NEW YORK CITY-Although many speakers at Real Estate Media’s RealShare Hotel Investment & Finance Summit stressed opportunity in today’s current market, others, including some hotel lenders, had a more pessimistic point of view. According to survey results presented during the International Lodging Finance Council Top 10 panel, roughly 52% of hotel lender respondents believed that their lending volume would decrease over the next 12 months, 30% of which believed that it would be a significant decrease.

During the Top 10 panel, speaker Michael Cahill, president and founder of HREC Investment Advisors, said that the 41 survey respondents—which consisted of hotel lending operators throughout the country—were more pessimistic and cautious about market trends in ’08 than a year ago. He explained to the audience of over 350 that 39% believe that spreads will be flat compared to last year.

Hotel lenders see three threats, such as general economic slowdown, refinancing risks due to higher exit cap rates, and an increase in competitive supply, Cahill explained.
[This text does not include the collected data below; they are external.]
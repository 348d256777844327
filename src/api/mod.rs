//! This mod holds the library's client-facing API: configuration, wiring, and the node handle.
mod node;
mod options;
mod wiring;

pub use node::StorageNode;
pub use options::NodeOptions;
pub use wiring::try_create_local_storage_node;
pub use wiring::try_create_storage_node;
pub use wiring::NodeCreationError;
pub use wiring::StorageNodeConfig;
mod connection_pool;

pub use connection_pool::ConnectionPool;
pub use connection_pool::PoolError;
use std::fmt;
use std::str::FromStr;

/// Role is the part a node currently plays in the primary/backup/spare topology.
#[derive(Copy, Clone, Debug, Eq, PartialEq)]
pub enum Role {
    Primary,
    Backup,
    /// Every node starts as a spare until its first identification pass.
    Spare,
}

impl Role {
    pub fn as_str(&self) -> &'static str {
        match self {
            Role::Primary => "PRIMARY",
            Role::Backup => "BACKUP",
            Role::Spare => "SPARE",
        }
    }
}

impl fmt::Display for Role {
    fn fmt(&self, f: &mut fmt::Formatter<'_>) -> fmt::Result {
        f.write_str(self.as_str())
    }
}

#[derive(Debug, thiserror::Error)]
#[error("unknown role '{0}'")]
pub struct UnknownRole(String);

impl FromStr for Role {
    type Err = UnknownRole;

    fn from_str(s: &str) -> Result<Self, Self::Err> {
        match s {
            "PRIMARY" => Ok(Role::Primary),
            "BACKUP" => Ok(Role::Backup),
            "SPARE" => Ok(Role::Spare),
            other => Err(UnknownRole(other.to_string())),
        }
    }
}

/// RoleSnapshot is what a node publishes after each role or alone-flag change.
#[derive(Copy, Clone, Debug, Eq, PartialEq)]
pub struct RoleSnapshot {
    pub role: Role,
    /// True while a primary believes it has no backup to forward writes to.
    pub alone: bool,
}

#[cfg(test)]
mod tests {
    use super::*;

    #[test]
    fn role_names_round_trip_through_wire_form() {
        for role in [Role::Primary, Role::Backup, Role::Spare].iter() {
            assert_eq!(*role, role.as_str().parse::<Role>().unwrap());
        }
        assert!("LEADER".parse::<Role>().is_err());
    }
}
As far as loan to value ratio goes, Cahill said that in 2007, 65% of lenders would exceed 75%, however in 2008, zero would exceed 70% and only 19% would go up to 75%.

Most respondents—88%—believe that hotel values are dropping, Cahill said, adding that they see the most risky asset as a budget hotel located in a highway market, and see the least risky assets being both luxury and upscale. Cahill ended his overview of the survey results by explaining that 76% of respondents believe “the debacle will last one to two more years” and 22% think it will pass by year-end.
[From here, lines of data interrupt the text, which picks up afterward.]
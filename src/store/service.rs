use crate::peer::NodeAddr;
use crate::pool::PoolError;
use crate::role::Role;

/// KeyValueService is the RPC surface every storage node exposes. The gRPC server and the
/// in-process test network both dispatch onto it.
#[async_trait::async_trait]
pub trait KeyValueService: Send + Sync + 'static {
    /// `get()` returns the value for `key`, or an empty string if absent.
    async fn get(&self, key: String) -> Result<String, RoleViolation>;

    async fn put(&self, key: String, value: String) -> Result<(), RoleViolation>;

    /// Applies a write replicated by the primary unless a newer sequence was already applied to
    /// the key.
    async fn forward_request(&self, key: String, value: String, sequence: u64);

    /// Liveness and eligibility: false iff this node is a spare.
    async fn ping(&self) -> bool;

    /// Sends this node's full map to `target`, which has just become the backup.
    async fn complete_data_transfer(&self, target: NodeAddr) -> Result<DataTransferSummary, DataTransferError>;

    /// Inserts every pair whose key is not already present.
    async fn set_map(&self, keys: Vec<String>, values: Vec<String>);
}

/// A client request reached a node whose role does not allow serving it.
#[derive(Debug, Clone, Copy, PartialEq, thiserror::Error)]
#[error("Node is {role} and does not serve client requests")]
pub struct RoleViolation {
    pub role: Role,
}

#[derive(Debug, Clone, Copy, Default, PartialEq)]
pub struct DataTransferSummary {
    pub entries_sent: u64,
    pub batches_sent: u64,
}

#[derive(Debug, thiserror::Error)]
pub enum DataTransferError {
    /// Remaining batches were not sent. The next transfer cycle repairs the backup.
    #[error("Batch {batch} of {total_batches} to {target} failed: {source}")]
    Batch {
        target: NodeAddr,
        batch: usize,
        total_batches: usize,
        #[source]
        source: PoolError,
    },
}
The following Top 10 Panel, which included moderator Rob Stiles, EVP and principal of Cushman & Wakefield Sonnenblick Goldman; Barry Olson, managing director of Archon Capital; Bruce Davidson, managing director of West LB; and Joseph Asciolla, managing director of Calyon-Credit Agricole CIB, seemed stunned by the final result of the survey.

Asciolla said that he was surprised to hear that most lenders said the debacle would last two-plus years. “The waiting period just seems to be getting longer and longer,” he said. “Things will start to turn when banks feel more comfortable.”
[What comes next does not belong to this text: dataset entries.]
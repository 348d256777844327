use crate::grpc::grpc_kv_client::GrpcKvClient;
use crate::grpc::{
    proto_data_transfer_result, proto_get_result, proto_kv_error, proto_put_result, ProtoDataTransferReq,
    ProtoForwardReq, ProtoGetReq, ProtoKvError, ProtoPingReq, ProtoPutReq, ProtoSetMapReq,
};
use crate::peer::{NodeAddr, PeerConnection, PeerConnector, PeerError};
use crate::store::RoleViolation;
use std::future::Future;
use tokio::time::Duration;
use tonic::transport::{Channel, Endpoint};

/// GrpcPeerConnector opens `KvRpcClient` connections with fixed connect and per-call timeouts.
pub struct GrpcPeerConnector {
    logger: slog::Logger,
    connect_timeout: Duration,
    rpc_timeout: Duration,
}

impl GrpcPeerConnector {
    pub fn new(logger: slog::Logger, connect_timeout: Duration, rpc_timeout: Duration) -> Self {
        GrpcPeerConnector {
            logger,
            connect_timeout,
            rpc_timeout,
        }
    }
}

#[async_trait::async_trait]
impl PeerConnector for GrpcPeerConnector {
    async fn connect(&self, addr: &NodeAddr) -> Result<Box<dyn PeerConnection>, PeerError> {
        let client = KvRpcClient::connect(addr.clone(), self.connect_timeout, self.rpc_timeout).await?;
        slog::debug!(self.logger, "Opened connection to {}", addr);
        Ok(Box::new(client))
    }
}

/// KvRpcClient is a single gRPC connection to a storage node. Peers use it through the
/// `PeerConnection` trait; external callers can use `get`/`put` directly.
pub struct KvRpcClient {
    addr: NodeAddr,
    inner: GrpcKvClient<Channel>,
    rpc_timeout: Duration,
}

impl KvRpcClient {
    pub async fn connect(addr: NodeAddr, connect_timeout: Duration, rpc_timeout: Duration) -> Result<Self, PeerError> {
        let connect_error = |message: String| PeerError::Connect {
            addr: addr.clone(),
            message,
        };

        let endpoint = Endpoint::from_shared(addr.to_url()).map_err(|e| connect_error(e.to_string()))?;
        let channel = match tokio::time::timeout(connect_timeout, endpoint.connect()).await {
            Ok(Ok(channel)) => channel,
            Ok(Err(e)) => return Err(connect_error(e.to_string())),
            Err(_timeout) => return Err(connect_error("connect timed out".to_string())),
        };

        Ok(KvRpcClient {
            addr,
            inner: GrpcKvClient::new(channel),
            rpc_timeout,
        })
    }

    /// `get()` returns the stored value, or an empty string if the key is absent.
    pub async fn get(&mut self, key: String) -> Result<Result<String, RoleViolation>, PeerError> {
        let request = ProtoGetReq { key };
        let addr = self.addr.clone();
        let inner = &mut self.inner;
        let reply = with_timeout(addr, self.rpc_timeout, inner.get(request)).await?;

        match reply.result {
            Some(proto_get_result::Result::Ok(ok)) => Ok(Ok(ok.value)),
            Some(proto_get_result::Result::Err(err)) => convert_kv_error(err).map(Err),
            None => Err(PeerError::MalformedReply("Malformed Get Result")),
        }
    }

    pub async fn put(&mut self, key: String, value: String) -> Result<Result<(), RoleViolation>, PeerError> {
        let request = ProtoPutReq { key, value };
        let addr = self.addr.clone();
        let inner = &mut self.inner;
        let reply = with_timeout(addr, self.rpc_timeout, inner.put(request)).await?;

        match reply.result {
            Some(proto_put_result::Result::Ok(_)) => Ok(Ok(())),
            Some(proto_put_result::Result::Err(err)) => convert_kv_error(err).map(Err),
            None => Err(PeerError::MalformedReply("Malformed Put Result")),
        }
    }
}

#[async_trait::async_trait]
impl PeerConnection for KvRpcClient {
    fn addr(&self) -> &NodeAddr {
        &self.addr
    }

    async fn ping(&mut self) -> Result<bool, PeerError> {
        let addr = self.addr.clone();
        let inner = &mut self.inner;
        let reply = with_timeout(addr, self.rpc_timeout, inner.ping(ProtoPingReq {})).await?;
        Ok(reply.eligible)
    }

    async fn forward_request(&mut self, key: String, value: String, sequence: u64) -> Result<(), PeerError> {
        let request = ProtoForwardReq { key, value, sequence };
        let addr = self.addr.clone();
        let inner = &mut self.inner;
        with_timeout(addr, self.rpc_timeout, inner.forward_request(request)).await?;
        Ok(())
    }

    async fn complete_data_transfer(&mut self, target: NodeAddr) -> Result<(), PeerError> {
        let request = ProtoDataTransferReq {
            host: target.host().to_string(),
            port: u32::from(target.port()),
        };
        // A transfer sends the whole map, so it is bounded by the transport only.
        let reply = self
            .inner
            .complete_data_transfer(request)
            .await
            .map(tonic::Response::into_inner)?;

        match reply.result {
            Some(proto_data_transfer_result::Result::Ok(_)) => Ok(()),
            Some(proto_data_transfer_result::Result::Err(fault)) => Err(PeerError::RemoteFault(fault.message)),
            None => Err(PeerError::MalformedReply("Malformed CompleteDataTransfer Result")),
        }
    }

    async fn set_map(&mut self, keys: Vec<String>, values: Vec<String>) -> Result<(), PeerError> {
        let request = ProtoSetMapReq { keys, values };
        let addr = self.addr.clone();
        let inner = &mut self.inner;
        with_timeout(addr, self.rpc_timeout, inner.set_map(request)).await?;
        Ok(())
    }
}

async fn with_timeout<T, F>(addr: NodeAddr, rpc_timeout: Duration, call: F) -> Result<T, PeerError>
where
    F: Future<Output = Result<tonic::Response<T>, tonic::Status>>,
{
    match tokio::time::timeout(rpc_timeout, call).await {
        Ok(Ok(response)) => Ok(response.into_inner()),
        Ok(Err(status)) => Err(PeerError::Rpc(status)),
        Err(_elapsed) => Err(PeerError::Timeout(addr)),
    }
}

fn convert_kv_error(err: ProtoKvError) -> Result<RoleViolation, PeerError> {
    match err.err {
        Some(proto_kv_error::Err::RoleViolation(violation)) => match violation.role.parse() {
            Ok(role) => Ok(RoleViolation { role }),
            Err(_) => Err(PeerError::MalformedReply("Unknown role in RoleViolation")),
        },
        Some(proto_kv_error::Err::ServerFault(fault)) => Err(PeerError::RemoteFault(fault.message)),
        None => Err(PeerError::MalformedReply("Malformed KvError")),
    }
}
All panelists agreed that in today’s market, they are looking for a strong borrower who is able to write a check. Asciolla said that “we are looking for an experienced and recognized operator for down the middle of the road transactions.”

Davidson concurred that in order for a deal to get done in today’s market, sponsorship has to be of high quality. “We need to know that the borrower can deliver that project. We are looking for deals that are in a great location with a completion guarantee and some element of recourse.” Davidson continued that “things are still slow to get done. It is difficult to get fully underwritten deals today.”